Dataset records –

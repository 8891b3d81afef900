//! The process-control collaborator.
//!
//! Installing, starting and stopping OS processes is not done here; it is
//! delegated to a `control` service attached to the local node.

use crate::rpc::bounded_call;
use async_trait::async_trait;
use hostagent_types::agent::{AgentRecord, AgentStatusRecord, ProcessStatus};
use hostagent_types::error::{PlatformError, PlatformResult};
use hostagent_wire::PeerConnection;
use serde_json::{Map, Value};
use std::path::Path;
use std::sync::Arc;
use std::time::Duration;
use tracing::debug;

/// Per-agent operations delegated to the control service.
#[derive(Debug, Clone, Copy, PartialEq, Eq)]
pub enum LifecycleOp {
    AgentStatus,
    StartAgent,
    StopAgent,
    RestartAgent,
    RemoveAgent,
}

impl LifecycleOp {
    /// The control-service method name.
    pub fn method(&self) -> &'static str {
        match self {
            Self::AgentStatus => "agent_status",
            Self::StartAgent => "start_agent",
            Self::StopAgent => "stop_agent",
            Self::RestartAgent => "restart_agent",
            Self::RemoveAgent => "remove_agent",
        }
    }

    /// Operations reachable through `route_request`. `restart_agent` is only
    /// exposed as a direct RPC.
    pub fn routable(method: &str) -> Option<Self> {
        match method {
            "agent_status" => Some(Self::AgentStatus),
            "start_agent" => Some(Self::StartAgent),
            "stop_agent" => Some(Self::StopAgent),
            "remove_agent" => Some(Self::RemoveAgent),
            _ => None,
        }
    }
}

/// The control service as seen by the router.
#[async_trait]
pub trait ControlService: Send + Sync {
    /// Installed agents.
    async fn list_agents(&self) -> PlatformResult<Vec<AgentRecord>>;

    /// Process status of every installed agent.
    async fn status_agents(&self) -> PlatformResult<Vec<AgentStatusRecord>>;

    /// Run `op` against one agent. `None` when the service returned no
    /// status.
    async fn lifecycle(&self, op: LifecycleOp, uuid: &str) -> PlatformResult<Option<ProcessStatus>>;

    /// Install the package at `path`, returning the new agent's uuid.
    async fn send_agent(&self, path: &Path, timeout: Duration) -> PlatformResult<String>;
}

/// [`ControlService`] reached by RPC over the local connection.
pub struct RpcControlService {
    conn: Arc<dyn PeerConnection>,
    identity: String,
    timeout: Duration,
}

impl RpcControlService {
    pub fn new(conn: Arc<dyn PeerConnection>, identity: impl Into<String>, timeout: Duration) -> Self {
        Self {
            conn,
            identity: identity.into(),
            timeout,
        }
    }

    async fn call(&self, method: &str, args: Vec<Value>, timeout: Duration) -> PlatformResult<Value> {
        bounded_call(&*self.conn, &self.identity, method, args, Map::new(), timeout).await
    }
}

/// Read an optional status out of a raw control reply. Anything that is
/// not a `[pid, code]` pair counts as "no status".
fn parse_status(value: Value) -> Option<ProcessStatus> {
    if value.is_null() {
        return None;
    }
    match serde_json::from_value::<ProcessStatus>(value) {
        Ok(status) => Some(status),
        Err(e) => {
            debug!(error = %e, "Control reply is not a process status");
            None
        }
    }
}

#[async_trait]
impl ControlService for RpcControlService {
    async fn list_agents(&self) -> PlatformResult<Vec<AgentRecord>> {
        let value = self.call("list_agents", vec![], self.timeout).await?;
        Ok(serde_json::from_value(value)?)
    }

    async fn status_agents(&self) -> PlatformResult<Vec<AgentStatusRecord>> {
        let value = self.call("status_agents", vec![], self.timeout).await?;
        Ok(serde_json::from_value(value)?)
    }

    async fn lifecycle(&self, op: LifecycleOp, uuid: &str) -> PlatformResult<Option<ProcessStatus>> {
        let value = self
            .call(op.method(), vec![Value::String(uuid.to_string())], self.timeout)
            .await?;
        Ok(parse_status(value))
    }

    async fn send_agent(&self, path: &Path, timeout: Duration) -> PlatformResult<String> {
        let value = self
            .call(
                "send_agent",
                vec![Value::String(path.to_string_lossy().into_owned())],
                timeout,
            )
            .await?;
        match value {
            Value::String(uuid) => Ok(uuid),
            other => Err(PlatformError::Internal(format!(
                "send_agent returned {other} instead of a uuid"
            ))),
        }
    }
}
//! Core types for the host control-plane agent.
//!
//! This crate defines the data structures shared by the wire layer, the
//! router kernel and the CLI. It contains no business logic.

pub mod agent;
pub mod capability;
pub mod config;
pub mod error;
pub mod platform;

Brief –
For this exercise, repeat exactly the lines of the data above from the one with "use tracing::debug;" down to the one with "every installed agent.", both end lines included.

Problem solution –
use tracing::debug;

/// Per-agent operations delegated to the control service.
#[derive(Debug, Clone, Copy, PartialEq, Eq)]
pub enum LifecycleOp {
    AgentStatus,
    StartAgent,
    StopAgent,
    RestartAgent,
    RemoveAgent,
}

impl LifecycleOp {
    /// The control-service method name.
    pub fn method(&self) -> &'static str {
        match self {
            Self::AgentStatus => "agent_status",
            Self::StartAgent => "start_agent",
            Self::StopAgent => "stop_agent",
            Self::RestartAgent => "restart_agent",
            Self::RemoveAgent => "remove_agent",
        }
    }

    /// Operations reachable through `route_request`. `restart_agent` is only
    /// exposed as a direct RPC.
    pub fn routable(method: &str) -> Option<Self> {
        match method {
            "agent_status" => Some(Self::AgentStatus),
            "start_agent" => Some(Self::StartAgent),
            "stop_agent" => Some(Self::StopAgent),
            "remove_agent" => Some(Self::RemoveAgent),
            _ => None,
        }
    }
}

/// The control service as seen by the router.
#[async_trait]
pub trait ControlService: Send + Sync {
    /// Installed agents.
    async fn list_agents(&self) -> PlatformResult<Vec<AgentRecord>>;

    /// Process status of every installed agent.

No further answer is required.